Stored data entries
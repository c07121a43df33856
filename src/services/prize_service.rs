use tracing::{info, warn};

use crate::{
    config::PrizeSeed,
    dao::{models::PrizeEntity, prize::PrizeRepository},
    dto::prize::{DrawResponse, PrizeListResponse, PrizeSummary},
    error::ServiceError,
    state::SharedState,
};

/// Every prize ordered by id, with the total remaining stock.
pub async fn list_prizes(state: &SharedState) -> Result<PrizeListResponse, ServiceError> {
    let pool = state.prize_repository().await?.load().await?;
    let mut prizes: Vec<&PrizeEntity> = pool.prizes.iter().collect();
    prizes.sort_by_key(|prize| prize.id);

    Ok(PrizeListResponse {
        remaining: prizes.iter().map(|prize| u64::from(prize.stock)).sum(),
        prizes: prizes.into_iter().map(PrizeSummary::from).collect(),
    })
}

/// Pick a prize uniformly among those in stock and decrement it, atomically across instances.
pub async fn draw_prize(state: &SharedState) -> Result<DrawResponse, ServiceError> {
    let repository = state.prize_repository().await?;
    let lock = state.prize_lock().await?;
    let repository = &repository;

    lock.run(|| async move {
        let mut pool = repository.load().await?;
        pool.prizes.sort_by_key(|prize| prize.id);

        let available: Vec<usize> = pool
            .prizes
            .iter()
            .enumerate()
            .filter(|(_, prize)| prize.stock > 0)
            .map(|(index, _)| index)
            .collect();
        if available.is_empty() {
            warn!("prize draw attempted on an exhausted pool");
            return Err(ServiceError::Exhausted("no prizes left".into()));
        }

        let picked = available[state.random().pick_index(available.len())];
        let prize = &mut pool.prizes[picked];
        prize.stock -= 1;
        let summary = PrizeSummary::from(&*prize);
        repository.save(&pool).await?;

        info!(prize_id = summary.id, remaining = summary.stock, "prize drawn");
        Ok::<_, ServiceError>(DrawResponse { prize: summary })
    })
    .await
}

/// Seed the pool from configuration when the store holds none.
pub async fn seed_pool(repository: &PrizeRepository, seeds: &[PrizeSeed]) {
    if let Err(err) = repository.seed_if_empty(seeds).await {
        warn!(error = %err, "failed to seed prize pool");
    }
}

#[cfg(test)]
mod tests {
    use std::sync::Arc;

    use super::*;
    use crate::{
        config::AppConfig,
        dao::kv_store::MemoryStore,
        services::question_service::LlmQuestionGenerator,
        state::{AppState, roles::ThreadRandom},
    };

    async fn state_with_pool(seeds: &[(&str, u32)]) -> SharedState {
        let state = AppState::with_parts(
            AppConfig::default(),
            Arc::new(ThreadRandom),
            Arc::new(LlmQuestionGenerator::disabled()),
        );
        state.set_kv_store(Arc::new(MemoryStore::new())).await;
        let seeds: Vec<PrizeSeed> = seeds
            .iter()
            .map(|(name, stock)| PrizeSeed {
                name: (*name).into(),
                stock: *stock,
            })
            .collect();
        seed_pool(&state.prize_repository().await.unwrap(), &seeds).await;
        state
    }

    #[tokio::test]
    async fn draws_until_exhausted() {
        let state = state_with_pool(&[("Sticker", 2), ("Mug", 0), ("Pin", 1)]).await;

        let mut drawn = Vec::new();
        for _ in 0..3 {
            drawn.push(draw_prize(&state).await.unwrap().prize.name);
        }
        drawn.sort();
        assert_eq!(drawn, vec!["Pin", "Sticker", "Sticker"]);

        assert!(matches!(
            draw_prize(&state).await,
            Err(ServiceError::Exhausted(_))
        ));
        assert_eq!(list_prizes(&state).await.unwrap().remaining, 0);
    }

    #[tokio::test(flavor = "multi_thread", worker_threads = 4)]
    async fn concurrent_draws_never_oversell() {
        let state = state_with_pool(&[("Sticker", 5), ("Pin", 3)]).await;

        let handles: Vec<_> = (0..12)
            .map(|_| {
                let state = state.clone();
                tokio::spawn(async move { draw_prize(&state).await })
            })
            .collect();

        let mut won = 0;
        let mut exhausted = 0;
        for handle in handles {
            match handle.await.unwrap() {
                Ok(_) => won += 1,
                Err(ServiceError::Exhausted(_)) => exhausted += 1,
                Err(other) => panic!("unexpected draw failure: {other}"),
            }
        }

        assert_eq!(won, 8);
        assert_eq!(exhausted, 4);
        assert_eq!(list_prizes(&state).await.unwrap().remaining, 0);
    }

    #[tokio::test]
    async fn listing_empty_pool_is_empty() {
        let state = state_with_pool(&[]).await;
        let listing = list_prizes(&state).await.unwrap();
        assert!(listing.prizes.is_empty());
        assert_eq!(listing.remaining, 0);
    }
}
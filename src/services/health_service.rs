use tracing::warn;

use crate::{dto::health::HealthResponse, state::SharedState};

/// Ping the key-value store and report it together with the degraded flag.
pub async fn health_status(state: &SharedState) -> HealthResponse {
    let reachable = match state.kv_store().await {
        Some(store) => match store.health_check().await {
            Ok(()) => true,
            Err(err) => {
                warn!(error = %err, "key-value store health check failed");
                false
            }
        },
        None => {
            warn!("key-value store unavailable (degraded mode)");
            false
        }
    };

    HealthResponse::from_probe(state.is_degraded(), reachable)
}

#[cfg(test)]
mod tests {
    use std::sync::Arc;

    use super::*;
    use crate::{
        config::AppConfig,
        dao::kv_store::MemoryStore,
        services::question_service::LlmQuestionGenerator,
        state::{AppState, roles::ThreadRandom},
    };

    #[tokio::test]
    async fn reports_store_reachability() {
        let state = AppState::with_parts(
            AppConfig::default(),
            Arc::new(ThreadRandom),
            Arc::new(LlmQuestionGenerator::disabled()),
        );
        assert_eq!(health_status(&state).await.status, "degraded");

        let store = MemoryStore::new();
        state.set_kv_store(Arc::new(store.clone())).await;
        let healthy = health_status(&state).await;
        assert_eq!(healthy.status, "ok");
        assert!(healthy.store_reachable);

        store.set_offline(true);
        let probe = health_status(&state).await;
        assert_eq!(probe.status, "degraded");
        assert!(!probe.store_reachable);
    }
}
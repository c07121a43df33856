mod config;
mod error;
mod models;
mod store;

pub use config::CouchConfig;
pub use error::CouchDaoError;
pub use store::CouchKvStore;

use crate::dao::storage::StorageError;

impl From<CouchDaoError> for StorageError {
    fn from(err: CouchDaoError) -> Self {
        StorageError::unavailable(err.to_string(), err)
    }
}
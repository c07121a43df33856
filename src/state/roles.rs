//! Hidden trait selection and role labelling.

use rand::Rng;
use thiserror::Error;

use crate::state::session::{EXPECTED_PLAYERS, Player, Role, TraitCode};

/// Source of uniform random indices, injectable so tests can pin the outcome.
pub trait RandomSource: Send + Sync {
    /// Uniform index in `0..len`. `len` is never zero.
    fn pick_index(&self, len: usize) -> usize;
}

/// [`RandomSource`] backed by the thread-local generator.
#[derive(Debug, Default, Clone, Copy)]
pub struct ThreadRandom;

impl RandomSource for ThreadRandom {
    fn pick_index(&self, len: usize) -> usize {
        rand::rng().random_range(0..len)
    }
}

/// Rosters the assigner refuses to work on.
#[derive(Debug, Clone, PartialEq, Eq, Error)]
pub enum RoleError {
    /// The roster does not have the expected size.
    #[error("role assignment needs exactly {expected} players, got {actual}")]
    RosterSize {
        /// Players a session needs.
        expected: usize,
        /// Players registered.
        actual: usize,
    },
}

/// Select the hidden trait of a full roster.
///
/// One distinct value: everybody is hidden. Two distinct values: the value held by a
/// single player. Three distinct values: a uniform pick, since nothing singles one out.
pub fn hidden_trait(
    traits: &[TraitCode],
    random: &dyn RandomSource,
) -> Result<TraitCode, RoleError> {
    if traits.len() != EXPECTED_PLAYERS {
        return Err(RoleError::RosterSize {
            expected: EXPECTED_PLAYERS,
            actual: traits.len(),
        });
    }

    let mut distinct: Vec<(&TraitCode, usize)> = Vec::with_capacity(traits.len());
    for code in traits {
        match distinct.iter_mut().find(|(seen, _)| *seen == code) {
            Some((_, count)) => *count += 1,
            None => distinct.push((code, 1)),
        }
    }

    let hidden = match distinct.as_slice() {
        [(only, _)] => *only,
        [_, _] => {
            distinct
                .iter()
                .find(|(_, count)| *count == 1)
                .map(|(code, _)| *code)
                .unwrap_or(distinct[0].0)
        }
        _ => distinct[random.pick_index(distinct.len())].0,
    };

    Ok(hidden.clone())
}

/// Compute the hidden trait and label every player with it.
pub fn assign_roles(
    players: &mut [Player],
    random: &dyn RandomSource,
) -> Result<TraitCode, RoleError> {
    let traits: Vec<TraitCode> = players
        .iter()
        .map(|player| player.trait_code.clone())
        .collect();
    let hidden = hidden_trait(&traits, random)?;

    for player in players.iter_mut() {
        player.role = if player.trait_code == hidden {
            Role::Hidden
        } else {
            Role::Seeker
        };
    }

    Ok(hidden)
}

Your goal | Your response should hold only an exact copy of the lines above, from the one containing "let hidden = hidden_trait(&traits, random)?;" through the end of the entries.

Your response |
    let hidden = hidden_trait(&traits, random)?;

    for player in players.iter_mut() {
        player.role = if player.trait_code == hidden {
            Role::Hidden
        } else {
            Role::Seeker
        };
    }

    Ok(hidden)
}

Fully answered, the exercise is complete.